I want a pug or an English or French bulldog because it looks cute and is an excellent companion for all accounts. For example, I’ve never heard of them groaning at the police while pouring drugs into a swamp, beating their children to death or being used as criminal “status dogs.” But I never buy such varieties. Because what people did to these sweet best friends was indescribably cruel.

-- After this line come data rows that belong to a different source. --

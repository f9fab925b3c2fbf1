use std::{
    fs,
    path::{Path, PathBuf},
};

use anyhow::{Context as _, Result};

use crate::{
    config::Config,
    core::{
        Extraction, Reconciliation, Vocabulary, extract_dart_countries, extract_ts_countries,
        load_vocabulary, reconcile, render_listing,
    },
};

/// The two listings of one run, extracted up front.
///
/// Construction reads both listings; a missing file fails the whole load.
/// Message files are loaded separately through [`SyncContext::load_vocabularies`].
pub struct SyncContext {
    pub config: Config,
    /// Directory that relative config paths are resolved against.
    pub root: PathBuf,

    /// Records from the Dart listing. Source of truth for order and flags.
    pub mobile_countries: Extraction,
    /// Records from the TypeScript listing. Only counted, never merged.
    pub web_countries: Extraction,
}

/// Country vocabularies from the mobile and web message files.
#[derive(Debug)]
pub struct Vocabularies {
    pub mobile: Vocabulary,
    pub web: Vocabulary,
}

impl SyncContext {
    pub fn load(root: &Path, config: Config) -> Result<Self> {
        let mobile_source = read_listing(&root.join(&config.mobile_listing), "mobile listing")?;
        let mobile_countries = extract_dart_countries(&mobile_source);

        let web_source = read_listing(&root.join(&config.web_listing), "web listing")?;
        let web_countries = extract_ts_countries(&web_source);

        Ok(Self {
            config,
            root: root.to_path_buf(),
            mobile_countries,
            web_countries,
        })
    }

    pub fn load_vocabularies(&self) -> Result<Vocabularies> {
        let mobile = load_vocabulary(&self.root.join(&self.config.mobile_messages))?;
        let web = load_vocabulary(&self.root.join(&self.config.web_messages))?;
        Ok(Vocabularies { mobile, web })
    }

    /// Mobile listing names missing from each vocabulary.
    pub fn reconcile(&self, vocabularies: &Vocabularies) -> Reconciliation {
        reconcile(
            &self.mobile_countries.records,
            &vocabularies.mobile,
            &vocabularies.web,
        )
    }

    pub fn render_listing(&self) -> Result<String> {
        render_listing(&self.mobile_countries.records)
    }

    pub fn output_path(&self) -> PathBuf {
        self.root.join(&self.config.output)
    }

    /// Render the web listing from mobile records and write it to the output path.
    pub fn write_listing(&self) -> Result<PathBuf> {
        let content = self.render_listing()?;
        let path = self.output_path();

        if let Some(parent) = path.parent()
            && !parent.as_os_str().is_empty()
        {
            fs::create_dir_all(parent)
                .with_context(|| format!("Failed to create directory: {}", parent.display()))?;
        }
        fs::write(&path, content)
            .with_context(|| format!("Failed to write file: {}", path.display()))?;

        Ok(path)
    }
}

fn read_listing(path: &Path, what: &str) -> Result<String> {
    fs::read_to_string(path)
        .with_context(|| format!("Failed to read {}: {}", what, path.display()))
}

Why do dog lovers accept, and more precisely, do poor hybrids have to endure the painful and life-threatening medical problems caused by breeding? A few weeks ago, the unprovoked pug had a crushed muzzle that was sometimes too short to breathe properly, known as “brachycephalic obstructive airway syndrome,” and was therefore not even a typical dog by the Royal Veterinarian. It was blamed by the university. I am suffering from skin and back problems.
Veterinarians also demanded a boycott of English bulldogs with similar breed-induced illnesses until the pedigree world began to act more rationally. Similar discussions have been made with breeds that are prone to hip displacement, such as the Old English Sheepdog and Alsatians, but the Cavalier King Charles Spaniel suffers from severe, compulsive scratches and severe pain due to the deformed head and neck. I’m suffering.
Some breeds suffer more than others-and suffering is a word-and most have some characteristics that can cause some problems, but the welfare of the animals is severely sacrificed. There are too many cases and it is cruel and unacceptable.
Many are said to be in bad breeders and puppy breedings, and efforts are being made to breed some of the genes that cause the worst pain (and the biggest veterinary invoices). Still, bulldogs and their pedigree Cham are happier if kennel clubs around the world simply adjust breeding standards to remove creatures from caricatures and make them look like truly healthy and working ancestors a century or two ago. They are healthier, more agile animals and live longer in front of them.
Would you like to say that the pug’s nose should be long? Is it asking for too much?
By the way, “designer” hybrids should have avoided some of the problems of intensive inbreeding, but in my experience the popular Labradoodle is a bit of a bet. With Labrador and Poodle cloths, you can get the best of both wise and obedient varieties, but at worst they are stupid and too excited. The “teacup” varieties of handbags and the trend of minor husky epidemics are also unlikely to work for everyone involved.
Of course, for individual dog buyers, the answer to all of this is to hire hybrids from shelters. All of us will be able to live together in perfect health harmony with fewer dogs of pedigree, health problems, euthanized stray dogs and unwanted pets.
You can see the aesthetic appeal of the handsome Irish Setter, Schnauzer and Saluki, but I don’t know what else they are doing. I have a cat, but I have allergies. Do you have any further advice?